China’s economy was the first to be hit by the Covid-19 pandemic in early 2020, and Bank of China took a leading role in mobilising the capital markets in response.
On February 11, shortly after the Lunar New Year break, BOC was one of the joint global coordinators on the first Covid-19 themed bond from a Chinese issuer in the offshore market, helping policy bank Agricultural Development Bank of China raise Rmb1.5bn (US$230m) from a tap of an existing Dim Sum bond.
As an issuer, BOC in February pioneered the sale of Covid-19 social bonds in Hong Kong dollars and Macau patacas to fund loans to help small companies in Macau mitigate the impact of the outbreak.
In the onshore market, BOC was the lead underwriter and bookrunner on the Asian Infrastructure Investment Bank’s Rmb3bn debut Panda bond in June and joint underwriter on New Development Bank’s two Panda issues in April and July. Proceeds contributed to the two multilateral development banks’ sustainable development activities, including Covid-related programmes.
The A1/A/A rated lender continued the ESG theme when it brought the world’s first blue bonds from a commercial bank with a US$942m-equivalent dual-currency deal in September to support ocean conservation, split between two tranches from its Paris and Macau branches.

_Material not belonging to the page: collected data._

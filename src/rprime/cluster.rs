//! # 角对称半径聚类
//!
//! 将一幅图像的光斑半径按直方图分箱聚成候选衍射环，
//! 仅保留存在角对置光斑对（角差 ≈ π）的簇。
//!
//! ## 算法概述
//! 1. 半径在 [0, 500] 上做 100 箱直方图
//! 2. 非空箱按升序遍历，箱起点超过前箱起点 + 10 时开启新簇
//! 3. 簇成员从原始半径中按 [首箱起点, 末箱起点 + 10] 范围重选
//! 4. 丢弃成员数 ≤ 1 的簇
//! 5. 按字典序枚举角度二元组合做对置检验，命中的簇其角度集
//!    坍缩为最后一个命中的组合
//!
//! ## 依赖关系
//! - 被 `rprime/pipeline.rs` 调用
//! - 使用 `rprime/polar.rs` 的 PolarPoint

use crate::rprime::polar::PolarPoint;

use std::f64::consts::PI;

/// 直方图箱数
const HIST_BINS: usize = 100;
/// 直方图半径上限（像素）
const HIST_RANGE: f64 = 500.0;
/// 相邻箱合并阈值（像素）
const MERGE_GAP: f64 = 10.0;
/// 角对置容差（弧度）
const OPPOSITION_TOL: f64 = 0.1;

/// 候选衍射环：半径集与等长的角度集
///
/// 通过对置检验后，`thetas` 恰为命中的角度对。
#[derive(Debug, Clone, PartialEq)]
pub struct Cluster {
    /// 簇内全部光斑半径
    pub radii: Vec<f64>,
    /// 对应角度
    pub thetas: Vec<f64>,
}

impl Cluster {
    /// 半径中位数，作为样本的 X' 值
    pub fn median_radius(&self) -> f64 {
        median(&self.radii)
    }

    /// 最小角度，衍射级次判定的匹配键
    pub fn min_theta(&self) -> f64 {
        self.thetas.iter().cloned().fold(f64::INFINITY, f64::min)
    }
}

/// 聚类构建器
#[derive(Debug, Default)]
pub struct ClusterBuilder;

impl ClusterBuilder {
    pub fn new() -> Self {
        ClusterBuilder
    }

    /// 聚类并做角对称校验；没有任何有效簇时返回 None
    pub fn build(&self, points: &[PolarPoint]) -> Option<Vec<Cluster>> {
        let bin_freqs = radius_histogram(points);

        // 沿非空箱游走切分候选簇
        let mut candidates: Vec<Cluster> = Vec::new();
        let mut prev_bin = 0.0;
        let mut start = 0.0;
        for (j, &(current_bin, _)) in bin_freqs.iter().enumerate() {
            if current_bin > prev_bin + MERGE_GAP || j == bin_freqs.len() - 1 {
                // 首箱只负责开启第一个簇；末箱以自身为范围终点，
                // 因此尾部的箱总被并入最后一个簇
                if j != 0 {
                    let end = if j == bin_freqs.len() - 1 {
                        current_bin
                    } else {
                        bin_freqs[j - 1].0
                    };
                    let members: Vec<&PolarPoint> = points
                        .iter()
                        .filter(|p| p.radius >= start && p.radius <= end + MERGE_GAP)
                        .collect();
                    if members.len() > 1 {
                        candidates.push(Cluster {
                            radii: members.iter().map(|p| p.radius).collect(),
                            thetas: members.iter().map(|p| p.theta).collect(),
                        });
                    }
                }
                start = current_bin;
            }
            prev_bin = current_bin;
        }

        // 角对置校验：最后一个命中的组合覆盖之前的命中
        let mut clusters = Vec::new();
        for mut cluster in candidates {
            let mut matched_pair = None;
            for i in 0..cluster.thetas.len() {
                for k in (i + 1)..cluster.thetas.len() {
                    let error = PI - (cluster.thetas[i] - cluster.thetas[k]).abs();
                    if error.abs() < OPPOSITION_TOL {
                        matched_pair = Some((cluster.thetas[i], cluster.thetas[k]));
                    }
                }
            }
            if let Some((t1, t2)) = matched_pair {
                cluster.thetas = vec![t1, t2];
                clusters.push(cluster);
            }
        }

        if clusters.is_empty() {
            None
        } else {
            Some(clusters)
        }
    }
}

/// 非空直方图箱列表: (箱起点, 计数)，按箱起点升序
fn radius_histogram(points: &[PolarPoint]) -> Vec<(f64, usize)> {
    let bin_width = HIST_RANGE / HIST_BINS as f64;
    let mut freq = [0usize; HIST_BINS];

    for p in points {
        if p.radius < 0.0 || p.radius > HIST_RANGE {
            continue;
        }
        // 半径恰为上限时落入最后一箱
        let idx = ((p.radius / bin_width) as usize).min(HIST_BINS - 1);
        freq[idx] += 1;
    }

    freq.iter()
        .enumerate()
        .filter(|(_, &count)| count > 0)
        .map(|(j, &count)| (j as f64 * bin_width, count))
        .collect()
}

/// 中位数；偶数长度取中间两数均值
pub(crate) fn median(values: &[f64]) -> f64 {
    let mut sorted = values.to_vec();
    sorted.sort_by(|a, b| a.partial_cmp(b).unwrap_or(std::cmp::Ordering::Equal));

    let n = sorted.len();
    if n == 0 {
        return f64::NAN;
    }
    if n % 2 == 1 {
        sorted[n / 2]
    } else {
        (sorted[n / 2 - 1] + sorted[n / 2]) / 2.0
    }
}

#[cfg(test)]
mod tests {
    use super::*;

    fn point(radius: f64, theta: f64) -> PolarPoint {
        PolarPoint { radius, theta }
    }

    /// 一个衍射环：对置光斑对，半径拆入相邻两箱以便成簇
    fn ring(r_lo: f64, r_hi: f64, theta: f64) -> Vec<PolarPoint> {
        vec![point(r_lo, theta), point(r_hi, theta + PI)]
    }

    #[test]
    fn test_opposite_pair_retained() {
        let builder = ClusterBuilder::new();
        let clusters = builder.build(&ring(100.0, 106.0, 0.5)).unwrap();

        assert_eq!(clusters.len(), 1);
        assert_eq!(clusters[0].radii, vec![100.0, 106.0]);
        assert_eq!(clusters[0].thetas.len(), 2);
        assert!((clusters[0].min_theta() - 0.5).abs() < 1e-12);
    }

    #[test]
    fn test_opposition_tolerance() {
        let builder = ClusterBuilder::new();

        // π ± 0.05 在容差内
        let near = vec![point(100.0, 0.5), point(106.0, 0.5 + PI + 0.05)];
        assert!(builder.build(&near).is_some());
        let near = vec![point(100.0, 0.5), point(106.0, 0.5 + PI - 0.05)];
        assert!(builder.build(&near).is_some());

        // π ± 0.2 超出容差
        let far = vec![point(100.0, 0.5), point(106.0, 0.5 + PI + 0.2)];
        assert!(builder.build(&far).is_none());
        let far = vec![point(100.0, 0.5), point(106.0, 0.5 + PI - 0.2)];
        assert!(builder.build(&far).is_none());
    }

    #[test]
    fn test_singleton_group_discarded() {
        let builder = ClusterBuilder::new();

        // 孤立箱夹在两个有效环之前，对置角也救不回来
        let mut points = vec![point(50.0, 1.0)];
        points.extend(ring(200.0, 206.0, 0.3));
        points.extend(ring(400.0, 406.0, 1.2));

        let clusters = builder.build(&points).unwrap();
        assert_eq!(clusters.len(), 2);
        assert_eq!(clusters[0].radii, vec![200.0, 206.0]);
        assert_eq!(clusters[1].radii, vec![400.0, 406.0]);
    }

    #[test]
    fn test_lone_bin_never_clusters() {
        let builder = ClusterBuilder::new();
        // 全部半径落入同一箱：游走在首箱即结束，不产生簇
        let points = vec![point(100.0, 0.5), point(101.0, 0.5 + PI)];
        assert!(builder.build(&points).is_none());
    }

    #[test]
    fn test_last_matching_pair_wins() {
        let builder = ClusterBuilder::new();
        // (θa, θb) 与 (θa, θc) 均命中，保留字典序靠后的 (θa, θc)
        let ta = 0.3;
        let tb = 0.3 + PI;
        let tc = 0.3 + PI + 0.04;
        let points = vec![point(100.0, ta), point(103.0, tb), point(107.0, tc)];

        let clusters = builder.build(&points).unwrap();
        assert_eq!(clusters.len(), 1);
        assert_eq!(clusters[0].thetas, vec![ta, tc]);
        // 半径集不坍缩
        assert_eq!(clusters[0].radii.len(), 3);
    }

    #[test]
    fn test_trailing_bin_merges_into_final_cluster() {
        let builder = ClusterBuilder::new();
        // 末箱同时触发间隔切分时，范围终点取末箱自身，
        // 远处的环被并入同一个簇
        let mut points = ring(100.0, 106.0, 0.5);
        points.push(point(300.0, 1.0));
        points.push(point(301.0, 1.0 + PI));

        let clusters = builder.build(&points).unwrap();
        assert_eq!(clusters.len(), 1);
        assert_eq!(clusters[0].radii.len(), 4);
        // 两对角对均命中，保留靠后的那对
        assert_eq!(clusters[0].thetas, vec![1.0, 1.0 + PI]);
    }

    #[test]
    fn test_median() {
        assert!((median(&[3.0, 1.0, 2.0]) - 2.0).abs() < 1e-12);
        assert!((median(&[4.0, 1.0, 3.0, 2.0]) - 2.5).abs() < 1e-12);
        assert!(median(&[]).is_nan());
    }
}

BOC maintained a healthy lead over its rivals as China’s most international and diversified bank. It was the top Chinese underwriter of international bonds, handling US$11.3bn of Chinese G3 currency bonds during the awards period for a 6.1% market share, according to Refinitiv data. It handled 146 G3 issues for Chinese clients and was equally comfortable leading deals for issuers from other countries, making it one of the busiest banks in the Asian market overall.
Leveraging its wide range of relationships in China and its global network, BOC arranged offshore bonds for the central government, Chinese local government financing vehicles, central state-owned enterprises, financial institutions and property developers.
BOC played a key role in the two landmark sovereign deals of the year. China in October priced a US$6bn 144A/Reg S benchmark, the first time it has targeted US investors since 2004, before returning a month later with a €4bn offering that included the country’s first bond to price at a negative yield.
It also helped bring state oil majors Sinopec and CNPC back to the US dollar market after oil prices stabilised in the summer, the latter for the first time since 2014, and helped ChemChina raise US$3bn in two currencies in September even after the US had added it to a controversial list that hinted at future restrictions.
BOC also helped bring a number of private sector clients to the offshore market for the first time, including Xiaomi, Meituan, Tencent Music Entertainment, and battery maker Contemporary Amperex Technology.